Montreal becomes the third Canadian city to host a FIBA 3×3 event and the first in Quebec.

Saskatoon has hosted a FIBA 3×3 World Tour Masters since 2017, and Edmonton hosted a 3×3 Challenger event for the first time in 2018.

Canada’s men’s national team finished sixth at the FIBA 3×3 World Cup in 2018, and will be vying to qualify for the 2020 Olympics in Tokyo, where the sport is set to make its Olympic debut.

“It is just fitting that our 3×3 stars visit the home of the 1976 Summer Olympics, just one year before the game’s Olympic debut in Tokyo,” said Sanchez. FIBA 3×3 is inspired by several forms of streetball played around the world, and is billed as the world’s “number one urban team sport.”

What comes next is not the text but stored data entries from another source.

//! # Nondeterministic Finite Automata
//!
//! NFA states live in an arena (`Vec` of state records) and refer to each
//! other by [`StateId`] index. The arena breaks the ownership cycles that
//! ε-loops would otherwise create and makes state sets cheap to hash and
//! order during subset construction.
//!
//! The only way to build an [`Nfa`] is through [`ThompsonBuilder`], which
//! compiles postfix patterns rule by rule and merges the per-rule fragments
//! under a fresh start state. Accept states are stamped with their rule's
//! kind exactly once, when the rule is added; nothing mutates a label
//! afterwards.

use crate::intern::KindId;
use hashbrown::HashMap;
use smallvec::SmallVec;
use std::collections::BTreeSet;

mod thompson;

pub use thompson::ThompsonBuilder;

/// Identity of an NFA state within its arena.
#[derive(Debug, Clone, Copy, PartialEq, Eq, PartialOrd, Ord, Hash)]
pub struct StateId(u32);

impl StateId {
    fn new(index: usize) -> Self {
        Self(u32::try_from(index).expect("NFA state count exceeds u32::MAX"))
    }

    /// Position of this state in its arena
    #[must_use]
    pub const fn index(self) -> usize {
        self.0 as usize
    }
}

type SymbolEdges = HashMap<char, SmallVec<[StateId; 2]>, ahash::RandomState>;

/// One NFA state: symbol edges, ε-edges, and an optional accept label.
#[derive(Debug, Default)]
pub struct NfaState {
    transitions: SymbolEdges,
    epsilon: SmallVec<[StateId; 4]>,
    accept: Option<KindId>,
}

impl NfaState {
    fn add_transition(&mut self, symbol: char, to: StateId) {
        self.transitions.entry(symbol).or_default().push(to);
    }

    fn add_epsilon(&mut self, to: StateId) {
        self.epsilon.push(to);
    }

    /// Successors on the given symbol; empty if the symbol has no edge
    #[must_use]
    pub fn successors(&self, symbol: char) -> &[StateId] {
        self.transitions.get(&symbol).map_or(&[], SmallVec::as_slice)
    }

    /// Iterate over all symbol edges of this state
    pub fn transitions(&self) -> impl Iterator<Item = (char, &[StateId])> {
        self.transitions.iter().map(|(&c, to)| (c, to.as_slice()))
    }

    /// ε-successors of this state
    #[must_use]
    pub fn epsilon(&self) -> &[StateId] {
        &self.epsilon
    }

    /// The rule kind accepted at this state, if it is an accept state
    #[must_use]
    pub const fn accept(&self) -> Option<KindId> {
        self.accept
    }
}

/// A merged, multi-accepting NFA ready for subset construction.
#[derive(Debug)]
pub struct Nfa {
    states: Vec<NfaState>,
    start: StateId,
    accepts: Vec<StateId>,
}

impl Nfa {
    /// The merged start state
    #[must_use]
    pub const fn start(&self) -> StateId {
        self.start
    }

    /// All accept states, each carrying its rule's kind
    #[must_use]
    pub fn accepts(&self) -> &[StateId] {
        &self.accepts
    }

    /// Look up a state by id
    #[must_use]
    pub fn state(&self, id: StateId) -> &NfaState {
        &self.states[id.index()]
    }

    /// Number of states in the arena
    #[must_use]
    pub fn len(&self) -> usize {
        self.states.len()
    }

    /// Whether the arena holds no states; never true for a merged NFA,
    /// which always contains at least its start state
    #[must_use]
    pub fn is_empty(&self) -> bool {
        self.states.is_empty()
    }

    /// Collect the input alphabet: every symbol on a non-ε edge reachable
    /// from the start state.
    #[must_use]
    pub fn alphabet(&self) -> BTreeSet<char> {
        let mut alphabet = BTreeSet::new();
        let mut visited = vec![false; self.states.len()];
        let mut stack = vec![self.start];

        while let Some(id) = stack.pop() {
            if visited[id.index()] {
                continue;
            }
            visited[id.index()] = true;

            let state = &self.states[id.index()];
            for (symbol, targets) in state.transitions() {
                alphabet.insert(symbol);
                for &next in targets {
                    if !visited[next.index()] {
                        stack.push(next);
                    }
                }
            }
            for &next in state.epsilon() {
                if !visited[next.index()] {
                    stack.push(next);
                }
            }
        }

        alphabet
    }
}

Canada 3x3 Basketball Montreal To Host Fiba 3x3 World Tour Masters

Canada has become a hotbed for FIBA 3×3, led by former University of Saskatchewan standout Michael Linklater (far left). FIBA Photo

Canada’s best-known player is Michael Linklater, a five-foot-10 guard from Saskatoon who represented Canada at the 2018 World Cup, along with Michael Lieffers, Jermaine Bucknor and Steve Sir.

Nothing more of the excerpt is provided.